As stated by Yu, Miche, Séverin, and Lendasse, (2014), it is divulged that the indication of
the bankruptcy or liquidation of company is highly based on the solvency of the company and
its profitability earning capacity. Solvency is related with the financial capital structure of the
company. The financial structure of company is accompanied with the debt and equity of the
company. It is analyzed that if company could manage the proper business structure then it
could reduce the chances of the solvency risk of the business. Ideally, the solvency risk of the
company is based on the increased debt portion and interest payment of organization
(Wahlen, Baginski, and Bradshaw, 2014).
As stated by Zięba, Tomczak, and Tomczak, (2016), it is reflected that the major
corporate collapses are the ABC learning, One Tel Company and HIH Insurance who have
been dissolved due to the business functioning. It is observed that if the management of these
companies used the proper financial analysis tools then it would have resulted to the
suggestion of the financial performance of companies. The financial data such as total
revenue, profitability, debt to equity ratio had been showing at that time that company has
less efficiency to meet its corporate responsibilities and failed to manage its business in long
run. Company is set up with a view to set up separate legal entity. It is analyzed that if in
order to manage the proper strategic business functions, management needs to implement the
As stated by Yu, Miche, Séverin, and Lendasse, (2014), it is divulged that the indication of
the bankruptcy or liquidation of company is highly based on the solvency of the company and
its profitability earning capacity. Solvency is related with the financial capital structure of the
company. The financial structure of company is accompanied with the debt and equity of the
company. It is analyzed that if company could manage the proper business structure then it
could reduce the chances of the solvency risk of the business.

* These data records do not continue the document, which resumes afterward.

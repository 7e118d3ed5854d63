//! The tiled bitmap ("form") produced by the form generator, and the
//! tagged sentinel type that replaces the C implementation's
//! `InvalidForm`/`DeferredForm`/`FormLevelIsUsed` pointer aliases.

use crate::types::BlitWord;

/// A tiled bitmap of one specific tint of one specific screen.
///
/// The buffer is blit-word aligned so the blit engine can load/store
/// whole words instead of individual bytes. Memory for `buffer` is
/// always sized to belong to exactly one [`crate::form_class::FormClass`];
/// moving a `Form` between a screen's levels array and the class free
/// chain never reallocates it.
#[derive(Debug)]
pub struct Form {
    pub width: u32,
    pub height: u32,
    /// Bytes per scanline, rounded up to a whole number of [`BlitWord`]s.
    pub line_bytes: u32,
    /// Total size of `buffer` in bytes (`line_bytes * height`).
    pub size: usize,
    pub buffer: Vec<BlitWord>,
    /// Whether `buffer` currently holds valid tiled contents. Forms
    /// pulled fresh from a class free chain start `false`; the
    /// generator sets this once `init_form`/`regenerate_form` has
    /// filled them in. Corresponds to the C `hoff == HT_FORM_INITED`
    /// flag, but kept as its own field instead of being overlaid on
    /// another field.
    pub initialized: bool,
}

impl Form {
    /// Allocate a zeroed form buffer of the given pixel dimensions for
    /// a form class whose cell is `line_bytes` wide.
    pub fn new(width: u32, height: u32, line_bytes: u32) -> Self {
        let words_per_line = (line_bytes as usize + std::mem::size_of::<BlitWord>() - 1)
            / std::mem::size_of::<BlitWord>();
        let size = words_per_line * std::mem::size_of::<BlitWord>() * height as usize;

        Self {
            width,
            height,
            line_bytes,
            size,
            buffer: vec![0 as BlitWord; words_per_line * height as usize],
            initialized: false,
        }
    }

    pub fn words_per_line(&self) -> usize {
        self.buffer.len() / self.height.max(1) as usize
    }

    /// Fill the entire form with an all-zero (white, for additive
    /// output) pedestal. Used by `init_form`/`regenerate_form` for the
    /// `area0fill` case.
    pub fn fill_zero(&mut self) {
        self.buffer.iter_mut().for_each(|w| *w = 0);
    }

    /// Fill the entire form with an all-one (black) pedestal. Used for
    /// the `area1fill` case.
    pub fn fill_one(&mut self) {
        self.buffer.iter_mut().for_each(|w| *w = BlitWord::MAX);
    }

    /// Fill with a repeating byte pattern, used for multibit pedestal
    /// depths between pure black and pure white.
    pub fn fill_pattern(&mut self, byte: u8) {
        let word = BlitWord::from_ne_bytes(
            [byte; std::mem::size_of::<BlitWord>()]
                .as_slice()
                .try_into()
                .unwrap(),
        );
        self.buffer.iter_mut().for_each(|w| *w = word);
    }

    /// Toggle (XOR) the bit at `(x, y)` within the form. Used by
    /// `set_cell_bits` callers to flip individual dot-sites when
    /// moving between adjacent tint levels.
    pub fn toggle_bit(&mut self, x: u32, y: u32) {
        let idx = self.bit_location(x, y);
        self.buffer[idx.0] ^= 1 << idx.1;
    }

    /// Force the bit at `(x, y)` to 1, regardless of its current state.
    pub fn set_bit(&mut self, x: u32, y: u32) {
        let idx = self.bit_location(x, y);
        self.buffer[idx.0] |= 1 << idx.1;
    }

    /// Force the bit at `(x, y)` to 0, regardless of its current state.
    pub fn clear_bit(&mut self, x: u32, y: u32) {
        let idx = self.bit_location(x, y);
        self.buffer[idx.0] &= !(1 << idx.1);
    }

    /// `(word_index, bit_in_word)` for pixel `(x, y)`.
    fn bit_location(&self, x: u32, y: u32) -> (usize, u32) {
        let bit_index = x as usize;
        let word_index = bit_index / BlitWord::BITS as usize;
        let bit_in_word = (bit_index % BlitWord::BITS as usize) as u32;
        let words_per_line = self.words_per_line();
        (y as usize * words_per_line + word_index, bit_in_word)
    }

    pub fn get_bit(&self, x: u32, y: u32) -> bool {
        let (word, bit) = self.bit_location(x, y);
        (self.buffer[word] >> bit) & 1 != 0
    }
}

/// The contents of one slot of a screen's per-DL levels array.
///
/// Replaces the C `FORM*` sentinel pointers (`NULL`, `INVALID_FORM`,
/// `DEFERRED_FORM`) with an explicit enum, per REDESIGN FLAGS.
#[derive(Debug, Default)]
pub enum FormSlot {
    /// The tint has not been touched by any blit on this DL.
    #[default]
    Empty,
    /// The tint has been used but no form has been allocated for it
    /// yet (front-end marking, or a failed allocation under memory
    /// pressure).
    InvalidMarker,
    /// The tint has been used and allocation was explicitly deferred
    /// (see `defer_allocation`/`resume_allocation`).
    DeferredMarker,
    /// A real, generated form.
    Form(Box<Form>),
}

impl FormSlot {
    pub fn is_real(&self) -> bool {
        matches!(self, FormSlot::Form(_))
    }

    pub fn is_used(&self) -> bool {
        !matches!(self, FormSlot::Empty)
    }

    pub fn as_form(&self) -> Option<&Form> {
        match self {
            FormSlot::Form(f) => Some(f),
            _ => None,
        }
    }

    pub fn as_form_mut(&mut self) -> Option<&mut Form> {
        match self {
            FormSlot::Form(f) => Some(f),
            _ => None,
        }
    }

    /// Take the real form out of this slot, leaving `Empty` behind.
    /// Used when returning a form to a class free chain.
    pub fn take_form(&mut self) -> Option<Box<Form>> {
        match std::mem::take(self) {
            FormSlot::Form(f) => Some(f),
            other => {
                *self = other;
                None
            }
        }
    }
}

Ideally, the solvency risk of the
company is based on the increased debt portion and interest payment of organization
(Wahlen, Baginski, and Bradshaw, 2014).
As stated by Zięba, Tomczak, and Tomczak, (2016), it is reflected that the major
corporate collapses are the ABC learning, One Tel Company and HIH Insurance who have
been dissolved due to the business functioning. It is observed that if the management of these
companies used the proper financial analysis tools then it would have resulted to the
suggestion of the financial performance of companies. The financial data such as total
revenue, profitability, debt to equity ratio had been showing at that time that company has
less efficiency to meet its corporate responsibilities and failed to manage its business in long
run. Company is set up with a view to set up separate legal entity. It is analyzed that if in
order to manage the proper strategic business functions, management needs to implement the

proper strategic program. As per the views of Altman, Iwanicz-Drozdowska, Laitinen, and
Suvas, (2015), it is reflected that the Capital budgeting tools is another method to evaluate
how the investment in the particular project will give more return to company. In one Tel
company, management had to face high loss due to the less transparency and non-effective
reporting frameworks. It will not only resulted to the dissolution of company but also lower
down the outcomes of the business. It is further observed that financial statements of
company could only divulge the possible financial information which could be qualified and
non-qualified information. If investors want to assess the present and future financial
performance then they will have to consider the share price performance, solvency and
profitability of company. However, ratio analysis is the basic tool which is used to assess the
financial performance and future business practice of company. For instance, the current ratio
of company divulges the ability of company to pay off its short term and long term debts out
of the available current assets. In addition to this, profitability ratio shows the company’s
ability to earn profit from its turnover. It shows the return on capital employed, return on
assets, return on share capital (Liang, et al., 2016). After that, investors and management
department could assess the efficiency of company to run the business. As stated by Gupta,
Gregoriou, and Healy, 2015. It is divulged that it will not only showcase the efficiency of
company to deploy the cash funds but also reflects how well Particular Corporation has used
its capital. Ideally, corporate scandals and liquidating cases have emerged due to the less
transparent business functions and complex business structure. Each and every company
needs to establish the proper harmonization in its domestic and international reporting
framework to strengthen its transparency of the business. It is analyzed that the financial
diagnosis by the bankruptcy risk rate analysis and risk assessment considers the primarily on
three important dimensions of firm: profitability, liquidity and financial structure.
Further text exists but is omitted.